→ Records for the exercise:
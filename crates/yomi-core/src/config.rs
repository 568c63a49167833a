use std::path::{Path, PathBuf};

use directories::ProjectDirs;
use serde::{Deserialize, Serialize};
use yomi_text::DictionaryProvider;

use crate::error::YomiError;

const DEFAULT_CONFIG: &str = include_str!("../../../config/default.toml");

/// Top-level application configuration.
#[derive(Debug, Clone, Serialize, Deserialize)]
pub struct AppConfig {
    #[serde(default)]
    pub sort: SortSettings,
    #[serde(default)]
    pub dictionary: DictionaryConfig,
}

/// Settings consumed by [`ComparatorFactory`](crate::comparator::ComparatorFactory).
///
/// `Default` turns every option off; the shipped `default.toml` turns them on.
#[derive(Debug, Clone, PartialEq, Eq, Serialize, Deserialize)]
#[serde(default)]
pub struct SortSettings {
    /// Compare embedded digit runs by numeric value.
    pub sort_alphanum: bool,
    /// Order albums by release year before name.
    pub sort_albums_by_year: bool,
    /// Disable year ordering under parents named with a variable prefix.
    pub prohibit_sort_various: bool,
    /// Lowercase prefixes identifying compilation-style parents.
    pub variable_prefixes: Vec<String>,
}

impl Default for SortSettings {
    fn default() -> Self {
        Self {
            sort_alphanum: false,
            sort_albums_by_year: false,
            prohibit_sort_various: false,
            variable_prefixes: vec!["various".to_string()],
        }
    }
}

#[derive(Debug, Clone, Default, Serialize, Deserialize)]
pub struct DictionaryConfig {
    /// TOML file with extra readings layered over the built-in dictionary.
    pub user_dictionary: Option<PathBuf>,
}

impl AppConfig {
    /// Load config: user file (if exists), otherwise built-in defaults.
    pub fn load() -> Result<Self, YomiError> {
        let user_path = Self::config_path();
        if user_path.exists() {
            Self::load_from(&user_path)
        } else {
            Self::parse(DEFAULT_CONFIG)
        }
    }

    /// Load config from an explicit file.
    pub fn load_from(path: &Path) -> Result<Self, YomiError> {
        let content =
            std::fs::read_to_string(path).map_err(|e| YomiError::Config(e.to_string()))?;
        let config = Self::parse(&content)?;
        tracing::debug!(path = %path.display(), "Loaded config");
        Ok(config)
    }

    fn parse(content: &str) -> Result<Self, YomiError> {
        toml::from_str(content).map_err(|e| YomiError::Config(e.to_string()))
    }

    /// Save current config to the user config file.
    pub fn save(&self) -> Result<(), YomiError> {
        self.save_to(&Self::config_path())
    }

    pub fn save_to(&self, path: &Path) -> Result<(), YomiError> {
        if let Some(parent) = path.parent() {
            std::fs::create_dir_all(parent)?;
        }
        let content =
            toml::to_string_pretty(self).map_err(|e| YomiError::Config(e.to_string()))?;
        std::fs::write(path, content)?;
        Ok(())
    }

    /// Build the reading provider, layering the user dictionary if configured.
    pub fn reading_provider(&self) -> Result<DictionaryProvider, YomiError> {
        match &self.dictionary.user_dictionary {
            Some(path) => Ok(DictionaryProvider::load(path)?),
            None => Ok(DictionaryProvider::builtin()),
        }
    }

    /// Path to user config file (XDG on Linux, AppData on Windows).
    pub fn config_path() -> PathBuf {
        Self::project_dirs()
            .map(|d| d.config_dir().join("config.toml"))
            .unwrap_or_else(|| PathBuf::from("config.toml"))
    }

    fn project_dirs() -> Option<ProjectDirs> {
        ProjectDirs::from("", "", "yomi")
    }
}

impl Default for AppConfig {
    fn default() -> Self {
        toml::from_str(DEFAULT_CONFIG).expect("built-in default config is valid TOML")
    }
}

→ What you have to do:
Write the material out again in its entirety, exactly as shown.

→ Result of the exercise:
filename crates/yomi-core/src/config.rs
repository 568c63a49167833a
use std::path::{Path, PathBuf};

use directories::ProjectDirs;
use serde::{Deserialize, Serialize};
use yomi_text::DictionaryProvider;

use crate::error::YomiError;

const DEFAULT_CONFIG: &str = include_str!("../../../config/default.toml");

/// Top-level application configuration.
#[derive(Debug, Clone, Serialize, Deserialize)]
pub struct AppConfig {
    #[serde(default)]
    pub sort: SortSettings,
    #[serde(default)]
    pub dictionary: DictionaryConfig,
}

/// Settings consumed by [`ComparatorFactory`](crate::comparator::ComparatorFactory).
///
/// `Default` turns every option off; the shipped `default.toml` turns them on.
#[derive(Debug, Clone, PartialEq, Eq, Serialize, Deserialize)]
#[serde(default)]
pub struct SortSettings {
    /// Compare embedded digit runs by numeric value.
    pub sort_alphanum: bool,
    /// Order albums by release year before name.
    pub sort_albums_by_year: bool,
    /// Disable year ordering under parents named with a variable prefix.
    pub prohibit_sort_various: bool,
    /// Lowercase prefixes identifying compilation-style parents.
    pub variable_prefixes: Vec<String>,
}

impl Default for SortSettings {
    fn default() -> Self {
        Self {
            sort_alphanum: false,
            sort_albums_by_year: false,
            prohibit_sort_various: false,
            variable_prefixes: vec!["various".to_string()],
        }
    }
}

#[derive(Debug, Clone, Default, Serialize, Deserialize)]
pub struct DictionaryConfig {
    /// TOML file with extra readings layered over the built-in dictionary.
    pub user_dictionary: Option<PathBuf>,
}

impl AppConfig {
    /// Load config: user file (if exists), otherwise built-in defaults.
    pub fn load() -> Result<Self, YomiError> {
        let user_path = Self::config_path();
        if user_path.exists() {
            Self::load_from(&user_path)
        } else {
            Self::parse(DEFAULT_CONFIG)
        }
    }

    /// Load config from an explicit file.
    pub fn load_from(path: &Path) -> Result<Self, YomiError> {
        let content =
            std::fs::read_to_string(path).map_err(|e| YomiError::Config(e.to_string()))?;
        let config = Self::parse(&content)?;
        tracing::debug!(path = %path.display(), "Loaded config");
        Ok(config)
    }

    fn parse(content: &str) -> Result<Self, YomiError> {
        toml::from_str(content).map_err(|e| YomiError::Config(e.to_string()))
    }

    /// Save current config to the user config file.
    pub fn save(&self) -> Result<(), YomiError> {
        self.save_to(&Self::config_path())
    }

    pub fn save_to(&self, path: &Path) -> Result<(), YomiError> {
        if let Some(parent) = path.parent() {
            std::fs::create_dir_all(parent)?;
        }
        let content =
            toml::to_string_pretty(self).map_err(|e| YomiError::Config(e.to_string()))?;
        std::fs::write(path, content)?;
        Ok(())
    }

    /// Build the reading provider, layering the user dictionary if configured.
    pub fn reading_provider(&self) -> Result<DictionaryProvider, YomiError> {
        match &self.dictionary.user_dictionary {
            Some(path) => Ok(DictionaryProvider::load(path)?),
            None => Ok(DictionaryProvider::builtin()),
        }
    }

    /// Path to user config file (XDG on Linux, AppData on Windows).
    pub fn config_path() -> PathBuf {
        Self::project_dirs()
            .map(|d| d.config_dir().join("config.toml"))
            .unwrap_or_else(|| PathBuf::from("config.toml"))
    }

    fn project_dirs() -> Option<ProjectDirs> {
        ProjectDirs::from("", "", "yomi")
    }
}

impl Default for AppConfig {
    fn default() -> Self {
        toml::from_str(DEFAULT_CONFIG).expect("built-in default config is valid TOML")
    }
}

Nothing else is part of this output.